_Work instruction_:
In your answer, give each entry again exactly as it appears.

_Exercise inputs_:
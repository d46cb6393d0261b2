use super::*;
use serde_json::json;
use shared::records::WaitlistRecord;

#[tokio::test]
async fn appends_and_lists_documents_per_collection() {
    let store = DocumentStore::new("sqlite::memory:").await.expect("db");
    store
        .insert_document(Collection::Waitlist, &json!({ "email": "a@b.co" }))
        .await
        .expect("waitlist insert");
    store
        .insert_document(Collection::Wishlist, &json!({ "email": "a@b.co", "storage": "2TB" }))
        .await
        .expect("wishlist insert");
    store
        .insert_document(Collection::Waitlist, &json!({ "email": "c@d.io" }))
        .await
        .expect("waitlist insert");

    let waitlist = store.documents(Collection::Waitlist).await.expect("list");
    assert_eq!(waitlist.len(), 2);
    assert_eq!(waitlist[0].body["email"], json!("a@b.co"));
    assert_eq!(waitlist[1].body["email"], json!("c@d.io"));
    assert_eq!(store.count(Collection::Wishlist).await.expect("count"), 1);
}

#[tokio::test]
async fn health_check_succeeds_for_live_pool() {
    let store = DocumentStore::new("sqlite::memory:").await.expect("db");
    store.health_check().await.expect("health check");
}

#[tokio::test]
async fn creates_database_file_when_missing() {
    let temp_root = tempfile::tempdir().expect("tempdir");
    let db_path = temp_root.path().join("nested").join("landing.db");
    let database_url = format!("sqlite://{}", db_path.to_string_lossy().replace('\\', "/"));

    let store = DocumentStore::new(&database_url).await.expect("db");
    drop(store);

    assert!(
        db_path.exists(),
        "database file should exist: {}",
        db_path.display()
    );
}

#[tokio::test]
async fn persistence_client_append_returns_document_ref() {
    let store = DocumentStore::new("sqlite::memory:").await.expect("db");
    let record = WaitlistRecord::new("a@b.co", Utc::now());

    let receipt = append_record(&store, Collection::Waitlist, &record)
        .await
        .expect("append");
    let AppendReceipt::Stored(doc) = receipt else {
        panic!("sqlite store should persist the record");
    };
    assert_eq!(doc.collection, Collection::Waitlist);

    let stored = store.documents(Collection::Waitlist).await.expect("list");
    assert_eq!(stored[0].id, doc.id);
    assert_eq!(stored[0].body["email"], json!("a@b.co"));
    assert!(stored[0].body["timestamp"].is_string());
}

#[tokio::test]
async fn disabled_store_skips_without_error() {
    let receipt = DisabledStore
        .append(Collection::Wishlist, json!({ "email": "a@b.co" }))
        .await
        .expect("append");
    assert_eq!(receipt, AppendReceipt::Skipped);
    assert!(!receipt.is_stored());
}

#[tokio::test]
async fn memory_store_keeps_collections_apart() {
    let store = MemoryStore::new();
    store
        .append(Collection::Waitlist, json!({ "email": "a@b.co" }))
        .await
        .expect("append");
    assert_eq!(store.documents(Collection::Waitlist).await.len(), 1);
    assert!(store.documents(Collection::Wishlist).await.is_empty());
    assert_eq!(store.len().await, 1);
}

#[test]
fn normalizes_plain_file_path_to_sqlite_url() {
    assert_eq!(
        normalize_database_url("./data/landing.db"),
        "sqlite://./data/landing.db"
    );
    assert_eq!(
        normalize_database_url("sqlite:data\\landing.db"),
        "sqlite://data/landing.db"
    );
    assert_eq!(normalize_database_url("sqlite::memory:"), "sqlite::memory:");
}

#[test]
fn memory_urls_have_no_parent_directory() {
    assert_eq!(sqlite_path("sqlite::memory:"), None);
    assert_eq!(
        sqlite_path("sqlite://data/landing.db?mode=rwc"),
        Some(PathBuf::from("data/landing.db"))
    );
}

_Answer box_:
repository d46cb6393d0261b2
use super::*;
use serde_json::json;
use shared::records::WaitlistRecord;

#[tokio::test]
async fn appends_and_lists_documents_per_collection() {
    let store = DocumentStore::new("sqlite::memory:").await.expect("db");
    store
        .insert_document(Collection::Waitlist, &json!({ "email": "a@b.co" }))
        .await
        .expect("waitlist insert");
    store
        .insert_document(Collection::Wishlist, &json!({ "email": "a@b.co", "storage": "2TB" }))
        .await
        .expect("wishlist insert");
    store
        .insert_document(Collection::Waitlist, &json!({ "email": "c@d.io" }))
        .await
        .expect("waitlist insert");

    let waitlist = store.documents(Collection::Waitlist).await.expect("list");
    assert_eq!(waitlist.len(), 2);
    assert_eq!(waitlist[0].body["email"], json!("a@b.co"));
    assert_eq!(waitlist[1].body["email"], json!("c@d.io"));
    assert_eq!(store.count(Collection::Wishlist).await.expect("count"), 1);
}

#[tokio::test]
async fn health_check_succeeds_for_live_pool() {
    let store = DocumentStore::new("sqlite::memory:").await.expect("db");
    store.health_check().await.expect("health check");
}

#[tokio::test]
async fn creates_database_file_when_missing() {
    let temp_root = tempfile::tempdir().expect("tempdir");
    let db_path = temp_root.path().join("nested").join("landing.db");
    let database_url = format!("sqlite://{}", db_path.to_string_lossy().replace('\\', "/"));

    let store = DocumentStore::new(&database_url).await.expect("db");
    drop(store);

    assert!(
        db_path.exists(),
        "database file should exist: {}",
        db_path.display()
    );
}

#[tokio::test]
async fn persistence_client_append_returns_document_ref() {
    let store = DocumentStore::new("sqlite::memory:").await.expect("db");
    let record = WaitlistRecord::new("a@b.co", Utc::now());

    let receipt = append_record(&store, Collection::Waitlist, &record)
        .await
        .expect("append");
    let AppendReceipt::Stored(doc) = receipt else {
        panic!("sqlite store should persist the record");
    };
    assert_eq!(doc.collection, Collection::Waitlist);

    let stored = store.documents(Collection::Waitlist).await.expect("list");
    assert_eq!(stored[0].id, doc.id);
    assert_eq!(stored[0].body["email"], json!("a@b.co"));
    assert!(stored[0].body["timestamp"].is_string());
}

#[tokio::test]
async fn disabled_store_skips_without_error() {
    let receipt = DisabledStore
        .append(Collection::Wishlist, json!({ "email": "a@b.co" }))
        .await
        .expect("append");
    assert_eq!(receipt, AppendReceipt::Skipped);
    assert!(!receipt.is_stored());
}

#[tokio::test]
async fn memory_store_keeps_collections_apart() {
    let store = MemoryStore::new();
    store
        .append(Collection::Waitlist, json!({ "email": "a@b.co" }))
        .await
        .expect("append");
    assert_eq!(store.documents(Collection::Waitlist).await.len(), 1);
    assert!(store.documents(Collection::Wishlist).await.is_empty());
    assert_eq!(store.len().await, 1);
}

#[test]
fn normalizes_plain_file_path_to_sqlite_url() {
    assert_eq!(
        normalize_database_url("./data/landing.db"),
        "sqlite://./data/landing.db"
    );
    assert_eq!(
        normalize_database_url("sqlite:data\\landing.db"),
        "sqlite://data/landing.db"
    );
    assert_eq!(normalize_database_url("sqlite::memory:"), "sqlite::memory:");
}

#[test]
fn memory_urls_have_no_parent_directory() {
    assert_eq!(sqlite_path("sqlite::memory:"), None);
    assert_eq!(
        sqlite_path("sqlite://data/landing.db?mode=rwc"),
        Some(PathBuf::from("data/landing.db"))
    );
}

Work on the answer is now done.